Tratto da Cubia n° 99 – Febbraio 2010

Dal 2009 a Cattolica è stato istituito il “Premio nazionale di poesia Giovanni Pini“, che ha il grande pregio di coinvolgere gli alunni della Scuola Media “Emilio Filippini” in un percorso di scoperta della poesia che porta i ragazzi a cimentarsi anche con momenti di creazione poetica.

Nell’ambito di questa meritevole iniziativa, quest’anno la collaborazione tra insegnanti e bibliotecari ha dato vita al progetto “Le voci della poesia“, che nasce come “corollario al premio e come approfondimento del percorso curricolare svolto dai ragazzi dell’Istituto comprensivo di Cattolica e con l’intenzione di accostarli alla poesia“.

Il progetto ha previsto il coinvolgimento di tre poeti d’eccezione della nostra terra: Annalisa Teodorani, Maria Teresa Codovilli e Vincenzo Cecchini, che in tre diverse mattinate hanno condiviso con le seconde classi della scuola media di Cattolica i loro componenti, e hanno potuto far comprendere ai ragazzi “cosa si celi dietro ad una pubblicazione, quale emozione e quale lavoro sottenda alla creazione poetica e quale sia lo spessore umano ed intellettuale di un poeta vero“.

L’iniziativa, ideata da insegnanti e bibliotecari, aveva l’intento di “far divertire i ragazzi con la poesia, farli accostare in modo giocoso al potere evocativo della parola mirabilmente scavata e cesellata, riscoperta, reinventata dalla immaginazione e dal sentimento di alcuni rappresentantivi poeti di Cattolica e dintorni che volentieri hanno accolto l’invito“.

E’ importante ricordare che, dei tre poeti, ben due, Annalisa Teodorani e Vincenzo Cecchini, hanno letto poesie scritte in dialetto.
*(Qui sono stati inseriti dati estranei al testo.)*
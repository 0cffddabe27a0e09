// ABOUTME: Round-half-up weight rounding to the caller's plate granularity
// ABOUTME: Applied to every surfaced weight; progression state keeps unrounded values
//
// SPDX-License-Identifier: MIT OR Apache-2.0
// Copyright (c) 2025 Pierre Fitness Intelligence

use crate::validation::ConfigError;
use ascend_core::constants::rounding::{DEFAULT_WEIGHT_INCREMENT, TIE_EPSILON};
use serde::Serialize;

/// Granularity prescribed weights are rounded to
#[derive(Debug, Clone, Copy, PartialEq, Serialize)]
pub struct WeightRounding {
    increment: f64,
}

impl WeightRounding {
    /// Build a rounding rule for the given increment
    ///
    /// # Errors
    ///
    /// Returns [`ConfigError::InvalidField`] when `increment` is not a finite
    /// positive number.
    pub fn new(increment: f64) -> Result<Self, ConfigError> {
        if increment.is_finite() && increment > 0.0 {
            Ok(Self { increment })
        } else {
            Err(ConfigError::InvalidField {
                path: "rounding.increment".to_owned(),
                reason: format!("must be a finite positive number, got {increment}"),
            })
        }
    }

    /// Rounding granularity
    #[must_use]
    pub const fn increment(&self) -> f64 {
        self.increment
    }

    /// Round `weight` half-up to the nearest multiple of the increment
    ///
    /// Negative and non-finite weights round to zero. A tiny epsilon is added before
    /// flooring so values like `96.249999999` that are exact ties in decimal
    /// still round up.
    #[must_use]
    pub fn round(&self, weight: f64) -> f64 {
        if !weight.is_finite() || weight <= 0.0 {
            return 0.0;
        }
        let steps = (weight / self.increment + 0.5 + TIE_EPSILON).floor();
        steps * self.increment
    }
}

impl Default for WeightRounding {
    fn default() -> Self {
        Self {
            increment: DEFAULT_WEIGHT_INCREMENT,
        }
    }
}

#[cfg(test)]
mod tests {
    use super::*;

    fn assert_close(actual: f64, expected: f64) {
        assert!(
            (actual - expected).abs() < 1e-9,
            "expected {expected}, got {actual}"
        );
    }

    #[test]
    fn test_rounds_half_up() {
        let rounding = WeightRounding::default();
        assert_close(rounding.round(101.25), 102.5);
        assert_close(rounding.round(101.24), 100.0);
        assert_close(rounding.round(96.25), 97.5);
    }

    #[test]
    fn test_clamps_negative_and_non_finite() {
        let rounding = WeightRounding::default();
        assert_close(rounding.round(-5.0), 0.0);
        assert_close(rounding.round(f64::NAN), 0.0);
        assert_close(rounding.round(f64::INFINITY), 0.0);
    }

    #[test]
    fn test_custom_increment() {
        let rounding = WeightRounding::new(1.0).unwrap();
        assert_close(rounding.round(90.5), 91.0);
        assert_close(rounding.round(90.49), 90.0);
    }

    #[test]
    fn test_rejects_non_positive_increment() {
        assert!(WeightRounding::new(0.0).is_err());
        assert!(WeightRounding::new(-2.5).is_err());
        assert!(WeightRounding::new(f64::INFINITY).is_err());
    }
}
In santarcangiolese, la Teodorani; in cattolichino, Cecchini.

Gli organizzatori sono convinti che il dialetto non sia una lingua di ripiego, più facile da utilizzare, e fanno proprie le parole di Piero Meldini che scrive: “Il ricorso al dialetto non abbassa il registro poetico, anzi: è una lingua antiretorica e filosofica, che si presta alla meditazione, alleggerisce le confessioni più scoperte e addolcisce le parole più amare“.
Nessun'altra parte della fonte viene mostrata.